**ACTIVITY**
Give only the count of lines that contain "version" in the material.
*-*-*
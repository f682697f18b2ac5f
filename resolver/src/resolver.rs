use crate::directory::EndpointDirectory;
use crate::errors::{ResolveError, Result};
use crate::types::{AddressType, Endpoint, EndpointPort, EndpointSlice, ServicePort};
use indexmap::IndexSet;
use shared::types::NamespacedName;

/// Resolves a service and service port to the list of endpoints backing it.
pub trait ServiceResolver: Send + Sync {
    fn resolve(
        &self,
        service: &NamespacedName,
        port: &ServicePort,
        allowed: &[AddressType],
    ) -> Result<Vec<Endpoint>>;
}

pub struct ServiceResolverImpl<D> {
    directory: D,
}

impl<D: EndpointDirectory> ServiceResolverImpl<D> {
    pub fn new(directory: D) -> Self {
        ServiceResolverImpl { directory }
    }
}

impl<D: EndpointDirectory> ServiceResolver for ServiceResolverImpl<D> {
    fn resolve(
        &self,
        service: &NamespacedName,
        port: &ServicePort,
        allowed: &[AddressType],
    ) -> Result<Vec<Endpoint>> {
        if port.port == 0 || service.name.is_empty() || service.namespace.is_empty() {
            return Err(ResolveError::ContractViolation {
                name: service.name.clone(),
                namespace: service.namespace.clone(),
                port: port.port,
            });
        }

        let slices = match self.directory.list(service) {
            Ok(slices) if !slices.is_empty() => slices,
            Ok(_) => return Err(ResolveError::NoEndpoints(service.clone())),
            Err(e) => {
                tracing::warn!(service = %service, error = %e, "failed to list endpoint slices");
                return Err(ResolveError::NoEndpoints(service.clone()));
            }
        };

        resolve_endpoints(service, port, &slices, allowed)
    }
}

fn resolve_endpoints(
    service: &NamespacedName,
    port: &ServicePort,
    slices: &[EndpointSlice],
    allowed: &[AddressType],
) -> Result<Vec<Endpoint>> {
    let filtered: Vec<&EndpointSlice> = slices
        .iter()
        .filter(|slice| !ignore_slice(slice, port, allowed))
        .collect();

    if filtered.is_empty() {
        return Err(ResolveError::NoValidEndpoints {
            service: service.clone(),
            port: port.port,
        });
    }

    // The same endpoint can be reported by more than one slice.
    let mut endpoints = IndexSet::new();

    for slice in filtered {
        let ipv6 = slice.address_type == AddressType::IPv6;
        // Non-zero, the slice would have been ignored otherwise.
        let endpoint_port = find_port(&slice.ports, port);

        for endpoint in slice.endpoints.iter().filter(|e| e.is_ready()) {
            for address in &endpoint.addresses {
                endpoints.insert(Endpoint {
                    address: address.clone(),
                    port: endpoint_port,
                    ipv6,
                });
            }
        }
    }

    tracing::debug!(service = %service, count = endpoints.len(), "resolved endpoints");

    Ok(endpoints.into_iter().collect())
}

fn ignore_slice(slice: &EndpointSlice, port: &ServicePort, allowed: &[AddressType]) -> bool {
    if slice.address_type == AddressType::Fqdn {
        return true;
    }

    if !allowed.contains(&slice.address_type) {
        return true;
    }

    find_port(&slice.ports, port) == 0
}

/// Finds the slice port matching the service port by name. Unnamed ports match
/// an unnamed service port. A port entry without a number matches anything and
/// yields the service's default port. Returns 0 when nothing matches.
fn find_port(ports: &[EndpointPort], service_port: &ServicePort) -> i32 {
    for p in ports {
        let Some(number) = p.port else {
            return service_port.default_port();
        };

        if p.name.as_deref().unwrap_or_default() == service_port.name {
            return number;
        }
    }

    0
}
//! Every template is compiled once into a process-wide environment.
//!
//! Block tags sit on lines of their own: `trim_blocks` and `lstrip_blocks`
//! make such lines vanish from the output. Template names end in `.conf` so no
//! auto escaping applies. A template keeps its final newline, so fragments
//! appended to the same file start on a line of their own.

use crate::errors::{GenerateError, Result};
use crate::{
    base_http, main_config, maps, policies, servers, split_clients, stream_servers, telemetry,
    upstreams, version,
};
use minijinja::{Environment, UndefinedBehavior};
use serde::Serialize;
use std::collections::HashMap;
use std::sync::LazyLock;
use tracing::error;

pub(crate) struct Template {
    pub name: &'static str,
    pub source: &'static str,
}

const ALL_TEMPLATES: &[&Template] = &[
    &main_config::MAIN_CONFIG_TEMPLATE,
    &main_config::MGMT_CONFIG_TEMPLATE,
    &base_http::BASE_HTTP_TEMPLATE,
    &servers::SERVERS_TEMPLATE,
    &upstreams::UPSTREAMS_TEMPLATE,
    &upstreams::STREAM_UPSTREAMS_TEMPLATE,
    &split_clients::SPLIT_CLIENTS_TEMPLATE,
    &maps::MAPS_TEMPLATE,
    &maps::STREAM_MAPS_TEMPLATE,
    &telemetry::TELEMETRY_TEMPLATE,
    &stream_servers::STREAM_SERVERS_TEMPLATE,
    &version::VERSION_TEMPLATE,
    &policies::clientsettings::CLIENT_SETTINGS_TEMPLATE,
    &policies::observability::OBSERVABILITY_TEMPLATE,
    &policies::observability::INTERNAL_TEMPLATE,
    &policies::observability::EXTERNAL_REDIRECT_TEMPLATE,
];

/// The compiled templates, plus the compile error of every template that
/// failed so rendering it reports the real cause.
struct Templates {
    env: Environment<'static>,
    broken: HashMap<&'static str, String>,
}

impl Templates {
    fn compile(templates: &[&Template]) -> Self {
        let mut env = Environment::new();
        env.set_trim_blocks(true);
        env.set_lstrip_blocks(true);
        env.set_keep_trailing_newline(true);
        env.set_undefined_behavior(UndefinedBehavior::Strict);

        let mut broken = HashMap::new();
        for template in templates {
            if let Err(err) = env.add_template(template.name, template.source) {
                error!(template = template.name, error = %err, "Failed to compile template");
                broken.insert(template.name, err.to_string());
            }
        }

        Templates { env, broken }
    }

    fn render<S: Serialize>(&self, template: &Template, ctx: S) -> Result<String> {
        if let Some(reason) = self.broken.get(template.name) {
            return Err(GenerateError::TemplateCompile {
                name: template.name,
                reason: reason.clone(),
            });
        }

        let compiled = self.env.get_template(template.name)?;
        Ok(compiled.render(ctx)?)
    }
}

static TEMPLATES: LazyLock<Templates> = LazyLock::new(|| Templates::compile(ALL_TEMPLATES));

pub(crate) fn render<S: Serialize>(template: &Template, ctx: S) -> Result<String> {
    TEMPLATES.render(template, ctx)
}

#[cfg(test)]
mod tests {
    use super::*;

    #[test]
    fn test_all_templates_compile() {
        assert!(TEMPLATES.broken.is_empty(), "broken templates: {:?}", TEMPLATES.broken);
        for template in ALL_TEMPLATES {
            assert!(
                TEMPLATES.env.get_template(template.name).is_ok(),
                "template {} failed to compile",
                template.name
            );
        }
    }

    #[test]
    fn test_compile_error_is_kept() {
        let broken = Template {
            name: "broken.conf",
            source: "{% for x in %}\n{% endfor %}\n",
        };
        let templates = Templates::compile(&[&broken]);

        match templates.render(&broken, minijinja::context! {}) {
            Err(GenerateError::TemplateCompile { name, reason }) => {
                assert_eq!(name, "broken.conf");
                assert!(!reason.is_empty());
            }
            other => panic!("unexpected result: {other:?}"),
        }
    }

    #[test]
    fn test_trailing_newline_is_kept() {
        let text = Template {
            name: "text.conf",
            source: "server {}\n",
        };
        let block = Template {
            name: "block.conf",
            source: "{% for x in xs %}\n{{ x }};\n{% endfor %}\n",
        };
        let templates = Templates::compile(&[&text, &block]);

        assert_eq!(templates.render(&text, minijinja::context! {}).unwrap(), "server {}\n");
        assert_eq!(
            templates.render(&block, minijinja::context! { xs => vec!["a", "b"] }).unwrap(),
            "a;\nb;\n"
        );
    }

    #[test]
    fn test_unique_names() {
        let mut names: Vec<_> = ALL_TEMPLATES.iter().map(|t| t.name).collect();
        names.sort();
        names.dedup();
        assert_eq!(names.len(), ALL_TEMPLATES.len());
    }
}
*-*-*
**RESULT OF THE EXERCISE**
2